### WORK INSTRUCTION
Give only the number of lines below that contain the word "PartialEq".

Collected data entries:
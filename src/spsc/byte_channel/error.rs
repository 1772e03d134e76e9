use std::io;

use thiserror::Error;

/// Failures surfaced by [`ByteChannel`](super::ByteChannel) operations.
///
/// Reaching the end of the stream is not a failure and is reported through
/// [`Received::EndOfData`] instead.
#[derive(Debug, Clone, PartialEq, Eq, Error)]
pub enum ChannelError {
    /// The consumer read an empty channel it had already closed locally.
    #[error("stream closed")]
    StreamClosed,
    /// The producer wrote to a channel the consumer has closed.
    #[error("connection closed")]
    ConnectionClosed,
    /// The producer wrote after declaring its own end of stream.
    #[error("receiver closed")]
    ReceiverClosed,
    /// A blocking wait was cancelled through an [`Interrupter`](super::Interrupter).
    #[error("blocking wait interrupted")]
    Interrupted,
    /// Bulk read arguments do not fit the destination buffer.
    #[error("range {offset}..{offset}+{len} out of bounds for buffer of length {buf_len}")]
    IndexOutOfRange {
        offset: usize,
        len: usize,
        buf_len: usize,
    },
    /// Channels must hold at least one byte.
    #[error("invalid channel capacity {0}, must be at least 1")]
    InvalidCapacity(usize),
    /// The liveness wait interval must be non-zero.
    #[error("wait interval must be non-zero")]
    InvalidWaitInterval,
}

impl ChannelError {
    /// Returns `true` for the close-driven errors. The side that observes one
    /// of these should stop using the channel.
    pub fn is_terminal(&self) -> bool {
        matches!(
            self,
            ChannelError::StreamClosed
                | ChannelError::ConnectionClosed
                | ChannelError::ReceiverClosed
        )
    }

    /// Returns `true` when retrying the same call can succeed.
    pub fn is_retryable(&self) -> bool {
        matches!(self, ChannelError::Interrupted)
    }
}

impl From<ChannelError> for io::Error {
    fn from(err: ChannelError) -> Self {
        let kind = match err {
            ChannelError::StreamClosed
            | ChannelError::ConnectionClosed
            | ChannelError::ReceiverClosed => io::ErrorKind::BrokenPipe,
            ChannelError::Interrupted => io::ErrorKind::Interrupted,
            ChannelError::IndexOutOfRange { .. }
            | ChannelError::InvalidCapacity(_)
            | ChannelError::InvalidWaitInterval => io::ErrorKind::InvalidInput,
        };
        io::Error::new(kind, err)
    }
}

/// Outcome of a successful read.
#[derive(Debug, Clone, Copy, PartialEq, Eq)]
pub enum Received<T> {
    /// Data was read.
    Data(T),
    /// The producer closed and every buffered byte has been consumed.
    EndOfData,
}

impl<T> Received<T> {
    /// Returns the data, or `None` at end of data.
    pub fn data(self) -> Option<T> {
        match self {
            Received::Data(value) => Some(value),
            Received::EndOfData => None,
        }
    }

    pub fn is_end_of_data(&self) -> bool {
        matches!(self, Received::EndOfData)
    }
}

### TASK SOLUTION
2